From the end of 2007 through 2009, more than eight million jobs were lost. The national unemployment rate rose to more than 10 percent for the first time in nearly 30 years. Personal incomes and industrial output plunged. For many of those who managed to remain employed, wages stagnated or even declined as bonuses shriveled along with sales and profits. The Great Recession was the deepest and most prolonged economic downturn ever experienced by most Americans.
In his January 2009 inaugural address, President Barack Obama pointedly praised “the selflessness of workers who would rather cut their hours than see a friend lose their job” as an example of what “sees us through our darkest hours.”
But Obama never expected unionized public-sector workers to imitate their private sector counterparts. Instead, he devoted his first few weeks in the White House to fighting for an economic “stimulus” bill that included $145 billion in state and local aid designed to minimize austerity measures in state and local government.
By the time private employment finally began a sluggish recovery in early 2010, public-sector employment was dropping. This set off alarm bells in the White House. The president warned that “if additional action is not taken, hundreds of thousands of additional [government] jobs could be lost.”
The upshot: congressional Democrats last month approved another $26 billion in special aid to states and local governments. “We can't stand by and do nothing while pink slips are given to the men and women who educate our children or keep our communities safe,” Obama declared in signing the bill.
The president's rhetoric implied that the nation's schools, firehouses, and police stations were on the verge of being staffed by skeleton crews.

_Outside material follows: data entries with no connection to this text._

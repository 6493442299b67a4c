use seo_catalog::{Category, Entity, EntityType, Product};

use super::category::category_value;
use super::{EntityResolver, attribute_fallback, flag, non_empty, opt_text};
use crate::html::clean_html;
use crate::value::format_price;
use crate::{ProcessorContext, RequestScope, TemplateError};

const VARIABLES: &[(&str, &str)] = &[
    ("product.id", "Product ID"),
    ("product.name", "Product Name"),
    ("product.sku", "Product SKU"),
    ("product.url_key", "Product URL Key"),
    ("product.url", "Product URL"),
    ("product.description", "Product Description"),
    ("product.short_description", "Product Short Description"),
    ("product.price", "Product Price"),
    ("product.final_price", "Product Final Price"),
    ("product.special_price", "Product Special Price"),
    ("product.weight", "Product Weight"),
    ("product.status", "Product Status"),
    ("product.visibility", "Product Visibility"),
    ("product.type_id", "Product Type"),
    ("product.attribute_set_id", "Attribute Set ID"),
    ("product.meta_title", "Product Meta Title"),
    ("product.meta_description", "Product Meta Description"),
    ("product.meta_keywords", "Product Meta Keywords"),
    ("product.categories", "Product Category Names"),
    ("product.main_category", "Product Main Category"),
    ("product.image", "Product Image URL"),
    ("product.small_image", "Product Small Image URL"),
    ("product.thumbnail", "Product Thumbnail URL"),
    ("product.gallery_images", "Product Gallery Image URLs"),
    ("product.created_at", "Product Created Date"),
    ("product.updated_at", "Product Updated Date"),
    ("product.in_stock", "Product In Stock"),
    ("product.stock_status", "Product Stock Status"),
    ("product.qty", "Product Quantity"),
    ("category.name", "Current Category Name"),
    ("category.url", "Current Category URL"),
];

/// Resolves `product.*` and `category.*` against a product.
///
/// `category.*` refers to the product's current category: the category being
/// browsed when the product is assigned to it, otherwise the deepest non-root
/// category the product is assigned to.
#[derive(Clone, Copy, Debug, Default)]
pub struct ProductResolver;

impl EntityResolver for ProductResolver {
    fn entity_type(&self) -> EntityType {
        EntityType::Product
    }

    fn is_entity_prefix(&self, prefix: &str) -> bool {
        matches!(prefix, "product" | "category")
    }

    fn entity_value(
        &self,
        ctx: &ProcessorContext,
        scope: &mut RequestScope,
        entity: &Entity,
        segments: &[&str],
    ) -> Result<Option<String>, TemplateError> {
        let Some(product) = entity.as_product() else {
            return Ok(None);
        };
        let Some((prefix, path)) = segments.split_first() else {
            return Ok(None);
        };

        match *prefix {
            "product" => {
                let Some((property, rest)) = path.split_first() else {
                    return Ok(None);
                };
                product_value(ctx, scope, entity, product, property, rest)
            }
            "category" => {
                let Some(category) = current_category(ctx, scope, entity, product)? else {
                    return Ok(None);
                };
                match path.split_first() {
                    Some((property, rest)) => Ok(category_value(ctx, &category, property, rest)),
                    None => Ok(non_empty(category.name)),
                }
            }
            _ => Ok(None),
        }
    }

    fn entity_variables(&self) -> &'static [(&'static str, &'static str)] {
        VARIABLES
    }
}

fn product_value(
    ctx: &ProcessorContext,
    scope: &mut RequestScope,
    entity: &Entity,
    product: &Product,
    property: &str,
    rest: &[&str],
) -> Result<Option<String>, TemplateError> {
    let value = match property {
        "id" | "entity_id" => product.id.to_string(),
        "name" => product.name.clone(),
        "sku" => product.sku.clone(),
        "url_key" => opt_text(product.url_key.as_deref()),
        "url" => product_url(ctx, product),
        "description" => product.description.as_deref().map(clean_html).unwrap_or_default(),
        "short_description" => product
            .short_description
            .as_deref()
            .map(clean_html)
            .unwrap_or_default(),
        "price" => product.price.map(format_price).unwrap_or_default(),
        "final_price" => product.effective_price().map(format_price).unwrap_or_default(),
        "special_price" => product.special_price.map(format_price).unwrap_or_default(),
        "weight" => product.weight.map(|w| w.to_string()).unwrap_or_default(),
        "status" => product.status.to_string(),
        "visibility" => product.visibility.to_string(),
        "type_id" => product.type_id.clone(),
        "attribute_set_id" => product.attribute_set_id.to_string(),
        "meta_title" => opt_text(product.meta_title.as_deref()),
        "meta_description" => opt_text(product.meta_description.as_deref()),
        "meta_keyword" | "meta_keywords" => opt_text(product.meta_keyword.as_deref()),
        "categories" | "category_names" => category_names(ctx, scope, product)?.join(", "),
        "main_category" => current_category(ctx, scope, entity, product)?
            .map(|c| c.name)
            .unwrap_or_default(),
        "image" => product
            .image
            .as_deref()
            .map(|path| media_url(ctx, path))
            .unwrap_or_default(),
        "small_image" => product
            .small_image
            .as_deref()
            .map(|path| media_url(ctx, path))
            .unwrap_or_default(),
        "thumbnail" => product
            .thumbnail
            .as_deref()
            .map(|path| media_url(ctx, path))
            .unwrap_or_default(),
        "gallery_images" => product
            .gallery
            .iter()
            .map(|path| media_url(ctx, path))
            .filter(|url| !url.is_empty())
            .collect::<Vec<_>>()
            .join(", "),
        "created_at" => opt_text(product.created_at.as_deref()),
        "updated_at" => opt_text(product.updated_at.as_deref()),
        "in_stock" | "is_in_stock" => flag(product.in_stock),
        "stock_status" => String::from(if product.in_stock { "In Stock" } else { "Out of Stock" }),
        "qty" => product.qty.to_string(),
        _ => return Ok(attribute_fallback(entity, property, rest).and_then(non_empty)),
    };
    Ok(non_empty(value))
}

/// Storefront URL of a product.
pub fn product_url(ctx: &ProcessorContext, product: &Product) -> String {
    if let Some(path) = product.url_path.as_deref().filter(|p| !p.is_empty()) {
        return ctx.store().url(path);
    }
    product
        .url_key
        .as_deref()
        .filter(|key| !key.is_empty())
        .map(|key| ctx.store().url(&format!("{key}{}", ctx.suffixes().product)))
        .unwrap_or_default()
}

/// Media URL of a product image path relative to `catalog/product`.
pub fn media_url(ctx: &ProcessorContext, path: &str) -> String {
    if path.is_empty() || path == "no_selection" {
        return String::new();
    }
    ctx.store()
        .media(&format!("catalog/product/{}", path.trim_start_matches('/')))
}

/// Names of the non-root categories a product is assigned to.
fn category_names(
    ctx: &ProcessorContext,
    scope: &mut RequestScope,
    product: &Product,
) -> Result<Vec<String>, TemplateError> {
    let mut names = Vec::new();
    for id in &product.category_ids {
        if let Some(category) = scope.load_category(ctx.categories(), *id)?
            && !category.is_root()
        {
            names.push(category.name);
        }
    }
    Ok(names)
}

/// The category `category.*` paths resolve against for `product`.
///
/// The browsed category wins when the product is assigned to it. Otherwise
/// the deepest assigned non-root category is picked (first one on ties) and
/// the choice is memoized for the rest of the request.
fn current_category(
    ctx: &ProcessorContext,
    scope: &mut RequestScope,
    entity: &Entity,
    product: &Product,
) -> Result<Option<Category>, TemplateError> {
    if let Some(current) = scope.current_category()
        && product.category_ids.contains(&current.id)
    {
        return Ok(Some(current.clone()));
    }

    let identity = entity.identity();
    let main_id = if let Some(memo) = scope.main_category(&identity) {
        memo
    } else {
        let mut deepest: Option<Category> = None;
        for id in &product.category_ids {
            let Some(category) = scope.load_category(ctx.categories(), *id)? else {
                continue;
            };
            if category.is_root() {
                continue;
            }
            if deepest.as_ref().is_none_or(|d| category.level > d.level) {
                deepest = Some(category);
            }
        }
        let main_id = deepest.map(|c| c.id);
        scope.memo_main_category(identity, main_id);
        main_id
    };

    match main_id {
        Some(id) => Ok(scope.load_category(ctx.categories(), id)?),
        None => Ok(None),
    }
}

In fact, even after a recent decline, state and local governments employ nearly 1.7 million more people than they did 2000 – a gain of nine percent during a decade when private employment decreased by a net three percent.

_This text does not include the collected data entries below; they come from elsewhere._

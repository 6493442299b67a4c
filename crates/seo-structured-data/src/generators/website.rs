use serde_json::{Value, json};

use seo_catalog::Entity;

use crate::context::GeneratorContext;
use crate::error::GenerateError;
use crate::generator::{GenerationContext, Generator, StructuredData};
use crate::generators::is_home_page;

/// Storefront search path; `{search_term_string}` is the query placeholder.
const SEARCH_PATH: &str = "catalogsearch/result/?q={search_term_string}";

/// `WebSite` with a sitelinks `SearchAction`, for the home page.
pub struct WebSiteGenerator {
    ctx: GeneratorContext,
}

impl WebSiteGenerator {
    #[must_use]
    pub fn new(ctx: GeneratorContext) -> Self {
        Self { ctx }
    }
}

impl Generator for WebSiteGenerator {
    fn schema_type(&self) -> &'static str {
        "WebSite"
    }

    fn context(&self) -> &GeneratorContext {
        &self.ctx
    }

    fn can_handle(&self, entity: &Entity) -> bool {
        is_home_page(entity)
    }

    fn build(
        &self,
        _entity: &Entity,
        _context: &GenerationContext,
    ) -> Result<StructuredData, GenerateError> {
        let store = self.ctx.store();
        let name = self
            .ctx
            .settings()
            .organization
            .as_ref()
            .map(|org| org.name.trim())
            .filter(|name| !name.is_empty())
            .unwrap_or(store.name.as_str());

        let mut data = StructuredData::new();
        data.insert("name".to_owned(), Value::from(name));
        data.insert("url".to_owned(), Value::from(store.base_url.as_str()));
        data.insert(
            "potentialAction".to_owned(),
            json!({
                "@type": "SearchAction",
                "target": {
                    "@type": "EntryPoint",
                    "urlTemplate": store.url(SEARCH_PATH),
                },
                "query-input": "required name=search_term_string",
            }),
        );
        Ok(data)
    }
}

Obama's infusion of federal aid to states and localities didn't just “save” jobs. It also pumped up the paychecks of heavily unionized public employees who already earn more, on average, than the people who pay their salaries.
While private sector wages were dropping along with employment in 2009, the average annual wage for state government employees was up in 45 states, including fiscal basket cases such as Illinois, Michigan, New York, and New Jersey. The average local government wage rose at least slightly in every state, even crisis-wracked California. The stimulus helped make it all possible.
This result ran counter to the advice of the pro-stimulus economists at the International Monetary Fund (IMF), among others. “Public sector wage increases should be avoided as they are not well-targeted, difficult to reverse, and similar to [income] transfers in their effectiveness,” they wrote in a report issued just before Obama took office.
But the 2009 and 2010 federal stimulus packages are just a drop in the bucket compared with the cost of benefits promised to America's current generation of public sector employees. Pension and retirement health care insurance coverage for state and local government workers across the country represent unfunded liabilities that could exceed $2 trillion, and may reach $4.7 trillion. Even in the Obama era, that's real money.
The public sector compensation burden threatens to crush future generations of Americans. In the process, it also threatens to starve the very public services and infrastructure that government exists to provide.
Unfortunately, Obama's legislative agenda has mainly reflected the priorities of public sector employee unions that are the main obstacle to reform. The president's continuing push for aid to prop up the status quo has been a wasted opportunity for Washington to help in promoting real change.
E.J. McMahon is director of the Manhattan Institute's Empire Center for New York State Policy and is author of the new broadside “Obama and America's Public Sector Plague” (Encounter Books, October 2010).